Notizie su mercato immobiliare ed economia

Sconto in fattura ecobonus, il provvedimento attuativo delle Entrate

Sconto fattura per l'ecobonus / Gtres
Sconto fattura per l'ecobonus / Gtres
Autore: Redazione

E' stato pubblicato dall'Agenzia delle Entrate il provvedimento attuativo delle novità contenute nel dl crescita in materia di sconto in fattura per l'ecobonus e il sismabonus.

Sconto in fattura, cosa prevede il decreto crescita

L'articolo 10 del decreto crescita prevede che i contribuenti beneficiari delle detrazioni per gli interventi di riqualificazione energetica e riduzione del rischio sismico possano optare per un contributo di pari ammontare, sotto forma di sconto sul corrispettivo dovuto, anticipato dal fornitore che ha effettuato gli interventi.

L’opzione va comunicata all’Agenzia delle Entrate, a pena d’inefficacia, nell’area riservata del sito internet dell’Agenzia, entro il 28 febbraio dell’anno successivo a quello di sostenimento delle spese che danno diritto alle detrazioni. La comunicazione può essere presentata anche agli uffici dell’Agenzia delle Entrate, utilizzando il modulo ad hoc.

Sconto fattura, cos'è?

Lo sconto in fattura è la detrazione spettante per gli interventi effettuati, in base alle spese sostenute entro il 31 dicembre del periodo d’imposta di riferimento. L’importo della detrazione spettante è calcolato tenendo conto delle spese complessivamente sostenute nel periodo d’imposta, comprensive dell’importo non corrisposto al fornitore per effetto dello sconto praticato.

Il fornitore che ha praticato lo sconto recupera il relativo importo sotto forma di credito d'imposta da utilizzare esclusivamente in compensazione tramite modello F24, a decorrere dal giorno 10 del mese successivo a quello in cui è stata effettuata la comunicazione dell’opzione per lo sconto, in cinque quote annuali di pari importo.

Attraverso l'apposita funzionalità presente sul sito delle Entrate il fornitore deve confermare l'esercizio dell'opzione da parte del contribuente e l'effettuazione dello sconto. Il modello F24 deve essere presentato tramite i servizi telematici dell'Agenzia delle Entrate, sempre utilizzando il modello F24. La quota di credito non utilizzata nell'anno può essere utilizzata negli anni successivi, ma non può essere richiesta a rimborso. 

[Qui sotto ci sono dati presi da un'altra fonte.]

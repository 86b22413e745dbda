//! # Platform Status Reconciler
//!
//! A control loop that derives the lifecycle phase of every managed vCluster.
//!
//! ## Overview
//!
//! Once per interval the reconciler:
//!
//! 1. **Lists ManagedClusters** - `VClusterOrchestratorV2` resources
//! 2. **Probes health** - ArgoCD sync/health, pod readiness, sub-app health and kubeconfig secret presence
//! 3. **Computes a phase** - one of Scheduled, Progressing, Ready, Degraded, Failed, Deleting, Unknown, plus four conditions
//! 4. **Writes status** - merge patch that preserves pipeline-owned `endpoints` and `credentials`
//! 5. **Classifies dependents** - platform-managed ArgoCD apps reported as workloads or addons
//!
//! Everything is mirrored as Prometheus metrics on `/metrics`; `/healthz` and
//! `/readyz` serve liveness and readiness probes.

use anyhow::Result;
use platform_status_reconciler::runtime::{initialize, run_scheduler};
use tracing::{info, warn};

#[tokio::main]
async fn main() -> Result<()> {
    let init_result = initialize().await?;

    run_scheduler(&init_result.reconciler, init_result.shutdown.clone()).await;

    // The listener closes on the same signal
    if let Err(e) = init_result.server_handle.await {
        warn!(error = %e, "HTTP server task ended abnormally");
    }

    info!("Shutdown complete");
    Ok(())
}
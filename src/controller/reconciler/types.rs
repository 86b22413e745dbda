//! # Reconciler Types
//!
//! Shared reconciler context and error types.

use super::api::PlatformApi;
use super::health::HealthSnapshot;
use super::phase::Phase;
use crate::config::ReconcilerConfig;
use crate::crd::Condition;
use std::fmt;
use std::sync::Arc;
use thiserror::Error;

/// Reconciler context shared by every cycle
#[derive(Debug, Clone)]
pub struct Reconciler {
    /// Read/write access to the platform's resources
    pub api: Arc<dyn PlatformApi>,
    pub config: ReconcilerConfig,
}

impl Reconciler {
    pub fn new(api: Arc<dyn PlatformApi>, config: ReconcilerConfig) -> Self {
        Self { api, config }
    }
}

/// Everything computed for one ManagedCluster in one cycle
#[derive(Debug, Clone, PartialEq, Eq)]
pub struct ReconcileOutcome {
    pub phase: Phase,
    pub message: String,
    pub conditions: Vec<Condition>,
    pub snapshot: HealthSnapshot,
}

/// The four independent health probes run for every ManagedCluster
#[derive(Debug, Clone, Copy, PartialEq, Eq, Hash)]
pub enum Probe {
    Deployment,
    Workloads,
    SubApps,
    Credential,
}

impl Probe {
    pub fn as_str(self) -> &'static str {
        match self {
            Probe::Deployment => "deployment",
            Probe::Workloads => "workloads",
            Probe::SubApps => "sub-apps",
            Probe::Credential => "credential",
        }
    }
}

impl fmt::Display for Probe {
    fn fmt(&self, f: &mut fmt::Formatter<'_>) -> fmt::Result {
        f.write_str(self.as_str())
    }
}

/// Reconciler errors
#[derive(Debug, Error)]
pub enum ReconcilerError {
    #[error("Kubernetes API error: {0}")]
    Kube(#[from] kube::Error),

    #[error("API request failed: {0}")]
    Api(String),

    #[error("Failed to list {resource}: {source}")]
    ListFailed {
        resource: &'static str,
        #[source]
        source: Box<ReconcilerError>,
    },

    #[error("{probe} probe failed for {cluster}: {source}")]
    ProbeFailed {
        probe: Probe,
        cluster: String,
        #[source]
        source: Box<ReconcilerError>,
    },

    #[error("Failed to update status for {namespace}/{name}: {source}")]
    StatusWriteFailed {
        namespace: String,
        name: String,
        #[source]
        source: Box<ReconcilerError>,
    },

    #[error("Failed to serialize status patch: {0}")]
    Serialization(#[from] serde_json::Error),
}

impl ReconcilerError {
    pub(crate) fn probe(probe: Probe, cluster: &str, source: ReconcilerError) -> Self {
        Self::ProbeFailed {
            probe,
            cluster: cluster.to_string(),
            source: Box::new(source),
        }
    }

    pub(crate) fn list(resource: &'static str, source: ReconcilerError) -> Self {
        Self::ListFailed {
            resource,
            source: Box::new(source),
        }
    }

    pub(crate) fn status_write(namespace: &str, name: &str, source: ReconcilerError) -> Self {
        Self::StatusWriteFailed {
            namespace: namespace.to_string(),
            name: name.to_string(),
            source: Box::new(source),
        }
    }
}
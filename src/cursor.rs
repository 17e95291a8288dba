//! Transport write cursor
//!
//! A control transfer that carries frame data is split in two: the setup
//! stage declares an offset and a length, and the data stage delivers the
//! bytes in one or more chunks. The cursor is the state held between those
//! two stages.

use crate::buffer::StagingBuffer;

/// A write window into a [`StagingBuffer`].
///
/// The window is `[offset, offset + accepted)`, and it never extends past
/// the end of the buffer that created it. Bytes that arrive after the window
/// is consumed are dropped.
#[derive(Debug, Clone, Copy, PartialEq, Eq)]
#[cfg_attr(feature = "defmt-03", derive(defmt::Format))]
pub struct WriteCursor {
    /// Next byte to write.
    position: usize,
    /// Bytes left in the window.
    remaining: usize,
    /// Length of the whole window.
    accepted: usize,
}

impl WriteCursor {
    /// A cursor that accepts nothing.
    pub const fn exhausted() -> Self {
        Self {
            position: 0,
            remaining: 0,
            accepted: 0,
        }
    }

    /// Open a window of up to `requested` bytes at `offset`, in a buffer of
    /// `len` bytes.
    pub(crate) fn new(len: usize, offset: usize, requested: usize) -> Option<Self> {
        if offset >= len {
            return None;
        }
        let accepted = requested.min(len - offset);
        Some(Self {
            position: offset,
            remaining: accepted,
            accepted,
        })
    }

    /// The number of bytes this cursor will write, after clamping.
    pub const fn accepted(&self) -> usize {
        self.accepted
    }

    /// The number of bytes this cursor will still write.
    pub const fn remaining(&self) -> usize {
        self.remaining
    }

    /// Indicates if the window is fully written.
    pub const fn is_complete(&self) -> bool {
        self.remaining == 0
    }

    /// Copy the next chunk of data into the buffer.
    ///
    /// At most `remaining()` bytes are taken from `data`; the rest are
    /// ignored. Returns `true` when the window is fully written, including
    /// when it was already complete before this call.
    pub fn write<const N: usize>(&mut self, buffer: &mut StagingBuffer<N>, data: &[u8]) -> bool {
        let len = data.len().min(self.remaining);
        let end = self.position + len;
        let Some(dst) = buffer.bytes_mut().get_mut(self.position..end) else {
            // Cursor came from a smaller buffer. Close the window.
            self.remaining = 0;
            return true;
        };
        dst.copy_from_slice(&data[..len]);
        self.position = end;
        self.remaining -= len;
        trace!("CURSOR WROTE {} REMAINING {}", len, self.remaining);
        self.is_complete()
    }
}

impl Default for WriteCursor {
    fn default() -> Self {
        Self::exhausted()
    }
}

#[cfg(test)]
mod tests {
    use super::WriteCursor;
    use crate::buffer::{StagingBuffer, FRAME_LEN};

    #[test]
    fn clamps_to_buffer_end() {
        for (offset, requested, accepted) in [
            (0, 648, 648),
            (0, 10, 10),
            (640, 100, 8),
            (647, 2, 1),
            (100, 0, 0),
            (0, usize::MAX, 648),
        ] {
            let cursor = WriteCursor::new(FRAME_LEN, offset, requested).unwrap();
            assert_eq!(cursor.accepted(), accepted, "offset {offset} len {requested}");
            assert_eq!(cursor.remaining(), accepted);
        }
    }

    #[test]
    fn rejects_offset_at_or_past_end() {
        assert!(WriteCursor::new(FRAME_LEN, FRAME_LEN, 1).is_none());
        assert!(WriteCursor::new(FRAME_LEN, 700, 0).is_none());
        assert!(WriteCursor::new(0, 0, 0).is_none());
    }

    #[test]
    fn writes_only_inside_window() {
        let mut buffer = StagingBuffer::<16>::new();
        let mut cursor = buffer.begin_write(4, 6).unwrap();

        assert!(!cursor.write(&mut buffer, &[1, 2, 3]));
        assert!(cursor.write(&mut buffer, &[4, 5, 6, 7, 8, 9]));

        assert_eq!(
            buffer.as_bytes(),
            &[0, 0, 0, 0, 1, 2, 3, 4, 5, 6, 0, 0, 0, 0, 0, 0]
        );
    }

    #[test]
    fn write_after_complete_is_a_no_op() {
        let mut buffer = StagingBuffer::<8>::new();
        let mut cursor = buffer.begin_write(0, 2).unwrap();
        assert!(cursor.write(&mut buffer, &[0xAA, 0xBB]));
        assert!(cursor.write(&mut buffer, &[0xCC]));
        assert_eq!(buffer.as_bytes(), &[0xAA, 0xBB, 0, 0, 0, 0, 0, 0]);

        let mut cursor = WriteCursor::exhausted();
        assert!(cursor.write(&mut buffer, &[0xDD; 8]));
        assert_eq!(buffer.as_bytes(), &[0xAA, 0xBB, 0, 0, 0, 0, 0, 0]);
    }

    #[test]
    fn empty_chunk_makes_no_progress() {
        let mut buffer = StagingBuffer::<8>::new();
        let mut cursor = buffer.begin_write(0, 2).unwrap();
        assert!(!cursor.write(&mut buffer, &[]));
        assert_eq!(cursor.remaining(), 2);
    }

    #[test]
    fn mismatched_buffer_closes_window() {
        let mut small = StagingBuffer::<4>::new();
        let mut cursor = WriteCursor::new(16, 8, 4).unwrap();
        assert!(cursor.write(&mut small, &[1, 2, 3, 4]));
        assert!(cursor.is_complete());
        assert_eq!(small.as_bytes(), &[0; 4]);
    }

    #[test]
    fn every_window_touches_only_its_bytes() {
        const LEN: usize = 24;
        for offset in 0..LEN {
            for requested in [0, 1, 5, LEN, LEN * 2] {
                let mut buffer = StagingBuffer::<LEN>::new();
                let mut cursor = buffer.begin_write(offset, requested).unwrap();
                let accepted = cursor.accepted();
                assert_eq!(accepted, requested.min(LEN - offset));

                let payload = [0xFFu8; LEN * 2];
                for chunk in payload.chunks(7) {
                    if cursor.write(&mut buffer, chunk) {
                        break;
                    }
                }

                for (idx, &byte) in buffer.as_bytes().iter().enumerate() {
                    let inside = idx >= offset && idx < offset + accepted;
                    assert_eq!(byte == 0xFF, inside, "offset {offset} len {requested} idx {idx}");
                }
            }
        }
    }
}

Il fornitore può anche cedere il credito d'imposta ai propri fornitori anche indiretti di beni e servizi, con esclusione della possibilità di ulteriori cessioni da parte di questi ultimi. La cessione non può essere fatta a favore di istituti di credito e intermediari finanziari o delle amministrazioni pubbliche. 

Come funziona lo sconto in fattura

La comunicazione della cessione avviene, a cura del fornitore, con le funzionalità rese disponibili nell’area riservata del sito internet dell’Agenzia delle Entrate. Il cessionario del credito può utilizzarlo in compensazione tramite modello F24, alle medesime condizioni applicabili al cedente, dopo l’accettazione della cessione, da effettuare con le medesime funzionalità.